Mr. Anderson himself did move ahead, conspicuously, with the romantic comedy “Punch-Drunk Love” (2002). A truly strange movie told mostly in long, slow, unbroken camera moves, interspersed with abstract color patterns and partly scored with a harmonium, it was also the first of Mr. Anderson’s features that concentrated on one character: an emotionally constipated, lovestruck man-child (Adam Sandler) who had no on-screen father, and who struggled to assert his own identity in the presence of his domineering sisters.

Like the filmmaker’s previous efforts, “Punch-Drunk Love” paid homage to past masters, including Mr. Altman, whom Mr. Anderson honored by scoring a daft travel montage with “He Needs Me,” Olive Oyl’s love song from the 1980 Altman film “Popeye.” But the quotations were submerged so deeply within the film’s visual text that the result seemed not merely unique but beguilingly alien, like an artifact from a lost civilization.

“Punch-Drunk Love” is Mr. Anderson’s most tender and self-revealing work, arguably one of American cinema’s most un-self-conscious love letters to romantic eccentricity since Mr. Ashby’s “Harold and Maude” in 1971. In its meticulously composed wide-screen frames, periodically disrupted by eruptions of fury and heartache, you can see the rock-solid artistic confidence that would lead to “There Will Be Blood,” a grimy capitalist opera that pulverizes sweetness and spews black humor like crude oil.

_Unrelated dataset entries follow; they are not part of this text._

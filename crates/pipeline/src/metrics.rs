//! Event log counters
//!
//! Process-wide atomic counters for the write path. The warning and error
//! counters are part of the observable behavior (reset only by clearing the
//! log); the rest are operational.
//! All operations use relaxed ordering.

use std::sync::atomic::{AtomicU64, Ordering};

use eventlog_protocol::EventType;

/// Counters for one `EventLog` instance
///
/// # Thread Safety
///
/// All methods are safe to call from multiple threads concurrently.
/// Values may be slightly stale when read.
#[derive(Debug, Default)]
pub struct EventLogCounters {
    /// Dispatched warning events
    warnings: AtomicU64,

    /// Dispatched error events
    errors: AtomicU64,

    /// Records that reached the sinks
    accepted: AtomicU64,

    /// Records refused by the entry gate or the policy gate
    rejected: AtomicU64,

    /// Re-entrant calls converted to recursion notes
    recursion_blocked: AtomicU64,

    /// Individual sink, store or notifier failures
    sink_failures: AtomicU64,

    /// Records handed to a queue worker
    queued: AtomicU64,

    /// Records dropped by the queue (full channel, unavailable storage)
    dropped: AtomicU64,
}

impl EventLogCounters {
    /// Create counters with every value at zero
    #[inline]
    pub const fn new() -> Self {
        Self {
            warnings: AtomicU64::new(0),
            errors: AtomicU64::new(0),
            accepted: AtomicU64::new(0),
            rejected: AtomicU64::new(0),
            recursion_blocked: AtomicU64::new(0),
            sink_failures: AtomicU64::new(0),
            queued: AtomicU64::new(0),
            dropped: AtomicU64::new(0),
        }
    }

    /// Count a dispatched record by severity
    #[inline]
    pub fn record_severity(&self, event_type: EventType) {
        match event_type {
            EventType::Warning => {
                self.warnings.fetch_add(1, Ordering::Relaxed);
            }
            EventType::Error => {
                self.errors.fetch_add(1, Ordering::Relaxed);
            }
            EventType::Information => {}
        }
    }

    #[inline]
    pub fn record_accepted(&self) {
        self.accepted.fetch_add(1, Ordering::Relaxed);
    }

    #[inline]
    pub fn record_rejected(&self) {
        self.rejected.fetch_add(1, Ordering::Relaxed);
    }

    #[inline]
    pub fn record_recursion_blocked(&self) {
        self.recursion_blocked.fetch_add(1, Ordering::Relaxed);
    }

    #[inline]
    pub fn record_sink_failure(&self) {
        self.sink_failures.fetch_add(1, Ordering::Relaxed);
    }

    #[inline]
    pub fn record_queued(&self) {
        self.queued.fetch_add(1, Ordering::Relaxed);
    }

    #[inline]
    pub fn record_dropped(&self) {
        self.dropped.fetch_add(1, Ordering::Relaxed);
    }

    /// Reset the warning and error counters (clear-log only)
    pub fn reset_severity(&self) {
        self.warnings.store(0, Ordering::Relaxed);
        self.errors.store(0, Ordering::Relaxed);
    }

    /// Get a snapshot of all counters
    pub fn snapshot(&self) -> CountersSnapshot {
        CountersSnapshot {
            warnings: self.warnings.load(Ordering::Relaxed),
            errors: self.errors.load(Ordering::Relaxed),
            accepted: self.accepted.load(Ordering::Relaxed),
            rejected: self.rejected.load(Ordering::Relaxed),
            recursion_blocked: self.recursion_blocked.load(Ordering::Relaxed),
            sink_failures: self.sink_failures.load(Ordering::Relaxed),
            queued: self.queued.load(Ordering::Relaxed),
            dropped: self.dropped.load(Ordering::Relaxed),
        }
    }
}

/// Point-in-time snapshot of the counters
#[derive(Debug, Clone, Copy, Default, PartialEq, Eq)]
pub struct CountersSnapshot {
    pub warnings: u64,
    pub errors: u64,
    pub accepted: u64,
    pub rejected: u64,
    pub recursion_blocked: u64,
    pub sink_failures: u64,
    pub queued: u64,
    pub dropped: u64,
}
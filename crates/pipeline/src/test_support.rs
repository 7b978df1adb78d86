//! Shared test doubles

use std::sync::atomic::{AtomicBool, AtomicU64, AtomicUsize, Ordering};
use std::sync::{Arc, Weak};

use eventlog_protocol::{EventRecord, SiteId};
use eventlog_sinks::{EventSink, MemoryStore, NotificationSink, SinkError, SiteFilter, Store};
use parking_lot::{Condvar, Mutex};

use crate::EventLog;
use crate::queue::{Delivery, QueueTarget};

/// How a scripted sink behaves on write
#[derive(Debug, Clone, Copy, PartialEq, Eq)]
pub enum Behavior {
    Succeed,
    Fail,
    Panic,
}

/// Sink that records writes and fails on demand
pub struct ScriptedSink {
    name: &'static str,
    behavior: Mutex<Behavior>,
    writes: Mutex<Vec<EventRecord>>,
}

impl ScriptedSink {
    pub fn new(name: &'static str) -> Arc<Self> {
        Arc::new(Self {
            name,
            behavior: Mutex::new(Behavior::Succeed),
            writes: Mutex::new(Vec::new()),
        })
    }

    pub fn set_behavior(&self, behavior: Behavior) {
        *self.behavior.lock() = behavior;
    }

    pub fn writes(&self) -> Vec<EventRecord> {
        self.writes.lock().clone()
    }

    pub fn write_count(&self) -> usize {
        self.writes.lock().len()
    }
}

impl EventSink for ScriptedSink {
    fn name(&self) -> &str {
        self.name
    }

    fn write(&self, record: &EventRecord) -> eventlog_sinks::Result<()> {
        self.writes.lock().push(record.clone());
        let behavior = *self.behavior.lock();
        match behavior {
            Behavior::Succeed => Ok(()),
            Behavior::Fail => Err(SinkError::write(format!("{} refused", self.name))),
            Behavior::Panic => panic!("{} panicked", self.name),
        }
    }
}

/// Notifier that records what it was asked to send
#[derive(Default)]
pub struct RecordingNotifier {
    pub sent: Mutex<Vec<(String, Option<String>)>>,
}

impl NotificationSink for RecordingNotifier {
    fn notify_error(&self, record: &EventRecord, site_name: Option<&str>) -> eventlog_sinks::Result<()> {
        self.sent
            .lock()
            .push((record.event_code.clone(), site_name.map(str::to_string)));
        Ok(())
    }
}

/// Sink that logs back into the event log while writing
///
/// When asked to write a record with `trigger_code`, it logs a new error with
/// the same key through the owning event log, like a failing sink whose error
/// handler reports its own failure.
pub struct ReentrantSink {
    pub log: Mutex<Weak<EventLog>>,
    pub trigger_code: &'static str,
    pub writes: AtomicUsize,
    pub inner_results: Mutex<Vec<crate::Result<Option<EventRecord>>>>,
}

impl ReentrantSink {
    pub fn new(trigger_code: &'static str) -> Arc<Self> {
        Arc::new(Self {
            log: Mutex::new(Weak::new()),
            trigger_code,
            writes: AtomicUsize::new(0),
            inner_results: Mutex::new(Vec::new()),
        })
    }

    pub fn attach(&self, log: &Arc<EventLog>) {
        *self.log.lock() = Arc::downgrade(log);
    }
}

impl EventSink for ReentrantSink {
    fn name(&self) -> &str {
        "reentrant"
    }

    fn write(&self, record: &EventRecord) -> eventlog_sinks::Result<()> {
        self.writes.fetch_add(1, Ordering::SeqCst);
        if record.event_code != self.trigger_code {
            return Ok(());
        }

        let log = self.log.lock().upgrade();
        if let Some(log) = log {
            let again = EventRecord::new(record.event_type, &record.source, &record.event_code)
                .with_description("sink failed while writing");
            let result = log.log_event(again);
            self.inner_results.lock().push(result);
        }
        Err(SinkError::write("reentrant sink failed"))
    }
}

type Hook = Box<dyn Fn(&EventLog, &EventRecord) -> eventlog_sinks::Result<()> + Send + Sync>;

/// Sink that runs a closure against the owning event log on every write
pub struct HookSink {
    log: Mutex<Weak<EventLog>>,
    hook: Hook,
}

impl HookSink {
    pub fn new(
        hook: impl Fn(&EventLog, &EventRecord) -> eventlog_sinks::Result<()> + Send + Sync + 'static,
    ) -> Arc<Self> {
        Arc::new(Self {
            log: Mutex::new(Weak::new()),
            hook: Box::new(hook),
        })
    }

    pub fn attach(&self, log: &Arc<EventLog>) {
        *self.log.lock() = Arc::downgrade(log);
    }
}

impl EventSink for HookSink {
    fn name(&self) -> &str {
        "hook"
    }

    fn write(&self, record: &EventRecord) -> eventlog_sinks::Result<()> {
        let log = self.log.lock().upgrade();
        match log {
            Some(log) => (self.hook)(&log, record),
            None => Ok(()),
        }
    }
}

/// Store that refuses inserts while down but never says so up front
///
/// Leaves `Store::is_available` at its default, like a remote database whose
/// outage is only seen on write.
pub struct FlakyStore {
    pub inner: MemoryStore,
    down: AtomicBool,
}

impl FlakyStore {
    pub fn new() -> Arc<Self> {
        Arc::new(Self {
            inner: MemoryStore::new(),
            down: AtomicBool::new(false),
        })
    }

    pub fn set_down(&self, down: bool) {
        self.down.store(down, Ordering::SeqCst);
    }
}

impl Store for FlakyStore {
    fn insert(&self, record: &EventRecord) -> eventlog_sinks::Result<u64> {
        if self.down.load(Ordering::SeqCst) {
            return Err(SinkError::unavailable("connection refused"));
        }
        self.inner.insert(record)
    }

    fn update(&self, record: &EventRecord) -> eventlog_sinks::Result<()> {
        self.inner.update(record)
    }

    fn delete_oldest(&self, site: SiteId, max_size: u64, cap: u64) -> eventlog_sinks::Result<u64> {
        self.inner.delete_oldest(site, max_size, cap)
    }

    fn count(&self, site: SiteId) -> eventlog_sinks::Result<u64> {
        self.inner.count(site)
    }

    fn bulk_delete(&self, filter: SiteFilter) -> eventlog_sinks::Result<u64> {
        self.inner.bulk_delete(filter)
    }
}

/// Store whose `delete_oldest` blocks until released
pub struct GatedStore {
    pub inner: MemoryStore,
    released: Mutex<bool>,
    cond: Condvar,
    pub delete_calls: AtomicU64,
}

impl GatedStore {
    pub fn new() -> Arc<Self> {
        Arc::new(Self {
            inner: MemoryStore::new(),
            released: Mutex::new(false),
            cond: Condvar::new(),
            delete_calls: AtomicU64::new(0),
        })
    }

    pub fn release(&self) {
        *self.released.lock() = true;
        self.cond.notify_all();
    }
}

impl Store for GatedStore {
    fn insert(&self, record: &EventRecord) -> eventlog_sinks::Result<u64> {
        self.inner.insert(record)
    }

    fn update(&self, record: &EventRecord) -> eventlog_sinks::Result<()> {
        self.inner.update(record)
    }

    fn delete_oldest(&self, site: SiteId, max_size: u64, cap: u64) -> eventlog_sinks::Result<u64> {
        self.delete_calls.fetch_add(1, Ordering::SeqCst);
        let mut released = self.released.lock();
        while !*released {
            self.cond.wait(&mut released);
        }
        drop(released);
        self.inner.delete_oldest(site, max_size, cap)
    }

    fn count(&self, site: SiteId) -> eventlog_sinks::Result<u64> {
        self.inner.count(site)
    }

    fn bulk_delete(&self, filter: SiteFilter) -> eventlog_sinks::Result<u64> {
        self.inner.bulk_delete(filter)
    }
}

/// Queue target that discards everything
pub struct NullTarget;

impl QueueTarget for NullTarget {
    fn dispatch(&self, _record: EventRecord) -> Delivery {
        Delivery::Done
    }

    fn storage_available(&self) -> bool {
        true
    }

    fn dropped(&self, _record: &EventRecord, _reason: &str) {}
}
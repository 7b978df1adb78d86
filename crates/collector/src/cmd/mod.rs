//! Subcommands

pub mod check;
pub mod replay;
//! Record enrichment
//!
//! Fills in what the caller left out: event time, rendered exception text,
//! the acting user and the machine name. Enrichment is idempotent: a record
//! enriched twice ends up identical.

use chrono::{DateTime, Utc};
use eventlog_protocol::EventRecord;

/// Ambient actor lookup (the current request's user)
pub trait ActorContext: Send + Sync {
    /// Id and name of the current user, if any
    fn current_user(&self) -> Option<(u64, String)>;

    /// Name of the original user when the current one is impersonated
    fn impersonated_original_name(&self) -> Option<String> {
        None
    }

    /// Best-effort name when no user is resolved (e.g. a raw login header)
    ///
    /// Only consulted when safe user name resolution is enabled; the value is
    /// sanitized before use.
    fn fallback_user_name(&self) -> Option<String> {
        None
    }
}

/// Actor context with no current user
#[derive(Debug, Default, Clone, Copy)]
pub struct NoActor;

impl ActorContext for NoActor {
    fn current_user(&self) -> Option<(u64, String)> {
        None
    }
}

/// Actor context returning fixed values
#[derive(Debug, Default, Clone)]
pub struct FixedActor {
    pub user: Option<(u64, String)>,
    pub original: Option<String>,
    pub fallback: Option<String>,
}

impl FixedActor {
    pub fn user(id: u64, name: impl Into<String>) -> Self {
        Self {
            user: Some((id, name.into())),
            ..Self::default()
        }
    }

    #[must_use]
    pub fn impersonated_by(mut self, original: impl Into<String>) -> Self {
        self.original = Some(original.into());
        self
    }
}

impl ActorContext for FixedActor {
    fn current_user(&self) -> Option<(u64, String)> {
        self.user.clone()
    }

    fn impersonated_original_name(&self) -> Option<String> {
        self.original.clone()
    }

    fn fallback_user_name(&self) -> Option<String> {
        self.fallback.clone()
    }
}

/// Enrichment settings resolved at construction
#[derive(Debug, Clone, Default)]
pub struct Enricher {
    /// Stamped on records without a machine name
    pub machine_name: Option<String>,

    /// Use the actor's sanitized fallback name when no user is resolved
    pub resolve_safe_user_name: bool,
}

impl Enricher {
    /// Enrich `record` in place
    pub fn enrich(&self, record: &mut EventRecord, actor: &dyn ActorContext, now: DateTime<Utc>) {
        if record.event_time.is_none() {
            record.event_time = Some(now);
        }

        if let Some(exception) = record.exception.as_ref() {
            let rendered = exception.render();
            if !record.description.ends_with(&rendered) {
                record.append_description(&rendered);
            }
        }

        self.resolve_user(record, actor);

        if record.machine_name.is_none()
            && let Some(ref machine) = self.machine_name
        {
            record.machine_name = Some(machine.clone());
        }
    }

    fn resolve_user(&self, record: &mut EventRecord, actor: &dyn ActorContext) {
        if record.user_id.is_none() && record.user_name.is_none() {
            if let Some((id, name)) = actor.current_user() {
                record.user_id = Some(id);
                record.user_name = Some(name);
            } else if self.resolve_safe_user_name
                && let Some(name) = actor.fallback_user_name()
            {
                let safe = sanitize_user_name(&name);
                if !safe.is_empty() {
                    record.user_name = Some(safe);
                }
            }
        }

        let Some(original) = actor.impersonated_original_name() else {
            return;
        };
        if let Some(ref mut name) = record.user_name {
            let suffix = format!(" ({original})");
            if *name != original && !name.ends_with(&suffix) {
                name.push_str(&suffix);
            }
        }
    }
}

/// Keep characters valid in a user name, replacing the rest with `_`
///
/// ```
/// use eventlog_pipeline::sanitize_user_name;
///
/// assert_eq!(sanitize_user_name(" DOMAIN\\jane doe "), "DOMAIN_jane_doe");
/// ```
pub fn sanitize_user_name(name: &str) -> String {
    name.trim()
        .chars()
        .map(|c| {
            if c.is_alphanumeric() || matches!(c, '.' | '_' | '-' | '@') {
                c
            } else {
                '_'
            }
        })
        .collect()
}

#[cfg(test)]
#[path = "enrich_test.rs"]
mod enrich_test;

Like “Punch-Drunk Love,” “There Will Be Blood,” based on a novel by Upton Sinclair, concentrates on a protagonist, who is defined more as a father than a son. And with his most recent film an upstart filmmaker elbows his way into the pantheon. The child is father to the man.

Five films by Paul Thomas Anderson can be seen this weekend at the Museum of the Moving Image, 35th Avenue at 36th Street, Astoria, Queens; (718) 784-0077, movingimage.us. On Saturday “Hard Eight” will be shown at 2 p.m. and “Boogie Nights” at 4 p.m. On Sunday “Punch-Drunk Love” and the 2003 short “Blossoms & Blood” will be shown at 3 p.m. and “Magnolia” at 6 p.m.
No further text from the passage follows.